On June 3, 2002, Chicago West Pullman, LLC ("CWP"), an Ohio limited liability company, purchased the 525,000 unregistered common stock or 51.19% of the outstanding common stock of Colley for cash payment of $25,000. On June 25, 2002, the Board of Directors approved an exchange of shares of Colley for shares of common stock of Gamebanc Corporation ("Gamebanc"), formerly The Lottery Channel, Inc., held by CWP and its members on a one share for one share basis, (the First Exchange”). On the date of this exchange Colley had no assets or liabilities. As of June 30, 2002, shareholders of Gamebanc had exchanged 7,417,618 shares of Gamebanc common stock for 7,417,618 newly issued common stock of Colley. Colley acquired a majority interest in Gamebanc as a result of this First Exchange.
On July 23, 2002, Colley offered to exchange up to 8,906,866 shares of its common stock for the remaining outstanding shares of common stock and preferred stock of Gamebanc, (the Second Exchange). The Second Exchange offer was conducted on the basis of one share of Colley's common stock for one share of Gamebanc common stock, and 50 shares of Colley's common stock for one share of preferred stock of Gamebanc. The Second Exchange offer remained open until August 6, 2002. Colley issued 7,539,582 shares of its common stock issued through the Second Exchange. Additionally, all holders of Gamebanc stock options and warrants were offered to exchange their stock options and warrants for Colley stock options and warrants with identical terms. Effective September 16, 2002, the Company changed its name from Colley Corporation to Games, Inc.
As a result of the First and Second Exchanges Gamebanc became a majority-owned subsidiary of the Company and Gamebanc’s directors and officers became the directors and officers of the Company. The stockholders of Gamebanc were issued 14,957,200 of the Company’s shares of common stock, in exchange for their shares, or 97.9% of the Company’s total outstanding common stock. Accordingly, a change in control of the Company occurred in connection with the acquisition, and the acquisition was deemed a "reverse acquisition” for accounting purposes. At the acquisition, Colley had no assets or liabilities. The reverse acquisition was accounted for as a recapitalization of GameBanc and the stockholders' equity was retroactively restated to July 1, 2001. The financial statements are those of Gamebanc prior to June 23, 2002.
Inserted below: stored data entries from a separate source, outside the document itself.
//! Extracts a plan from free-form model output

use crate::error::ProviderError;
use regex::Regex;
use std::sync::LazyLock;
use tracing::debug;

use super::types::Plan;

static CODE_BLOCK: LazyLock<Regex> = LazyLock::new(|| {
    Regex::new(r"```(?:json)?\s*\n?([\s\S]*?)\n?```").expect("valid code block regex")
});

/// Parse raw model text into a Plan.
///
/// Accepts bare JSON, JSON inside a markdown code block, or the first
/// balanced `{...}` object embedded in prose.
pub fn parse_plan(raw: &str) -> Result<Plan, ProviderError> {
    let json_str = extract_json(raw).ok_or_else(|| {
        ProviderError::InvalidPlan("no JSON object found in response".to_string())
    })?;

    serde_json::from_str::<Plan>(&json_str).map_err(|e| {
        debug!(
            "Plan JSON rejected: {}...",
            &json_str.chars().take(200).collect::<String>()
        );
        ProviderError::InvalidPlan(e.to_string())
    })
}

/// Extract a JSON object from a string that might contain markdown code blocks
fn extract_json(s: &str) -> Option<String> {
    let trimmed = s.trim();

    // First try: the whole string is valid JSON
    if trimmed.starts_with('{') && serde_json::from_str::<serde_json::Value>(trimmed).is_ok() {
        return Some(trimmed.to_string());
    }

    // Second try: extract from markdown code block
    for cap in CODE_BLOCK.captures_iter(s) {
        let potential_json = cap.get(1)?.as_str().trim();
        if potential_json.starts_with('{')
            && serde_json::from_str::<serde_json::Value>(potential_json).is_ok()
        {
            return Some(potential_json.to_string());
        }
    }

    // Third try: find JSON object pattern
    let brace_start = s.find('{')?;
    let mut depth = 0;
    let mut end = brace_start;
    let mut in_string = false;
    let mut escaped = false;

    for (i, c) in s[brace_start..].char_indices() {
        if in_string {
            match c {
                _ if escaped => escaped = false,
                '\\' => escaped = true,
                '"' => in_string = false,
                _ => {}
            }
            continue;
        }
        match c {
            '"' => in_string = true,
            '{' => depth += 1,
            '}' => {
                depth -= 1;
                if depth == 0 {
                    end = brace_start + i + 1;
                    break;
                }
            }
            _ => {}
        }
    }

    if depth == 0 && end > brace_start {
        let potential_json = &s[brace_start..end];
        if serde_json::from_str::<serde_json::Value>(potential_json).is_ok() {
            return Some(potential_json.to_string());
        }
    }

    None
}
The Company operates in three allied areas of interactive entertainment: government sponsored lotteries, internet games, and digital greetings. The Company's principal business is providing subscribers with access to entertaining proprietary content via the internet.
NOTE B - BASIS OF PRESENTATION
The accompanying interim condensed consolidated financial statements and notes to the financial statements for the interim periods as of September 30, 2003 and for the three months ended September 30, 2003 and 2002, are unaudited. The accompanying interim unaudited financial statements have been prepared by the Company in accordance with accounting principles generally accepted in the United States for interim financial statements and Item 310(b) of Regulation S-B. Accordingly, they do not include all the information and footnotes required by generally accepted accounting principles for complete financial statements. In the opinion of management, all adjustments (consisting of normal recurring adjustments) considered necessary for a fair presentation have been included. Operating results for the nine-month period ended September 30, 2003, are not necessarily indicative of the results that may be expected for the year ending December 31, 2003. The condensed consolidated financial statements should be read in conjunction with the financial statements and notes thereto included in the Form 10-KSB of the Company as of and for the year ended December 31, 2002. All amounts and share totals have been restated to account for the one-for-twenty reverse stock split effective April 24, 2002.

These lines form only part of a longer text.